Alors qu’un changement de paradigme semble plus qu’essentiel, s’ouvrir aux champs subtils pourrait être une piste afin d’entrevoir un monde nouveau. C’était la thèse de Jean Jaurès, dont l’action était animée par une vraie foi, dans une ouverture des consciences, et qui reste tellement d’actualité.

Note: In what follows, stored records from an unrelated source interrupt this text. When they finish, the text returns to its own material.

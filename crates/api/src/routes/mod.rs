//! HTTP route definitions, one module per resource.

pub mod health;
pub mod milestones;
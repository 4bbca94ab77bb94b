use axum::extract::State;
use axum::{routing::get, Json, Router};
use serde::Serialize;

use crate::state::AppState;

/// Health check response payload.
#[derive(Serialize)]
pub struct HealthResponse {
    /// Overall service status.
    pub status: &'static str,
    /// Crate version from Cargo.toml.
    pub version: &'static str,
    /// Whether the database is reachable.
    pub db_healthy: bool,
}

/// GET /health -- returns service and database health.
async fn health_check(State(state): State<AppState>) -> Json<HealthResponse> {
    let db_healthy = milestones_db::health_check(&state.pool).await.is_ok();

    let status = if db_healthy { "ok" } else { "degraded" };

    Json(HealthResponse {
        status,
        version: env!("CARGO_PKG_VERSION"),
        db_healthy,
    })
}

/// Mount health check routes at the application root.
pub fn router() -> Router<AppState> {
    Router::new().route("/health", get(health_check))
}
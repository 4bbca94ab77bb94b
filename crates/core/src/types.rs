/// All database primary keys are SQLite INTEGER PRIMARY KEY (rowid alias).
pub type DbId = i64;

Depuis une quinzaine d’années, comme en écho
au New Age des années 1960 et à l’essor du spiritisme
du XIX
e siècle, l’ésotérisme ainsi que la métapsychique
font leur grand retour. Les temps sont à
l’exploration, de nombreuses personnes font l’observation
de la nécessité de l’émergence d’un nouveau
monde et de l’ouverture des esprits à de nouvelles
grilles de lecture. De même que Victor Hugo ou
Edgar Poe ont en leur temps embrassé la curiosité
pour les mondes subtils et exploré l’essence du
surnaturel, nous voyons aujourd’hui de nombreux
auteurs et observateurs être témoins de phénomènes
surnaturels et en nourrir leur aspiration à une société
nouvelle.
Les spiritualités ancestrales ont de
tout temps été ouvertes à ces sujets, les livres ou les
enseignements regorgent de miracles ou de capacités
extraordinaires manifestées par les sages. Aujourd’hui,
le besoin de se reconnecter à l’essentiel,
tout en réenchantant un monde qui se délite, amène
à entrevoir les possibilités d’autres réalités que celle
que nous percevons de prime abord. Une figure tutélaire
de la politique française comme Jean Jaurès
faisait partie de ceux qui, justement, étaient capables
d’associer leur recherche métaphysique à la pratique
quotidienne et concrète de leur pensée. Une vision
encore très actuelle d’une exploration du subtil pour
une meilleure application au vivant.
Jaurès, un précurseur
«
C’est peut-être dans un sens plus ouvertement spiritualiste
que l’on peut interpréter l’œuvre de Jaurès, sans craindre
de se heurter à une fin de non-recevoir, au moment même
où le renouveau de l’intérêt pour le spiritualisme français
se fait sentir. Dans une société fragmentée, à l’excès – où
l’essence différencialiste tient lieu de projet politique – la
lecture à frais nouveaux de la thèse de Jaurès peut se justifier », explique Jean-François Petit dans son essai,
Jean Jaurès, métaphysicien spiritualiste ?(1) Car on connaît
bien l’homme politique, député socialiste et collaborateur
au journal
l’Humanité, et ses prises de position
auprès des plus faibles, pour essayer de faire évoluer la
société. Mais on sait moins de lui qu’il était normalien,
agrégé de philosophie et porteur d’une pensée non seulement
progressiste, mais fondamentalement métaphysique.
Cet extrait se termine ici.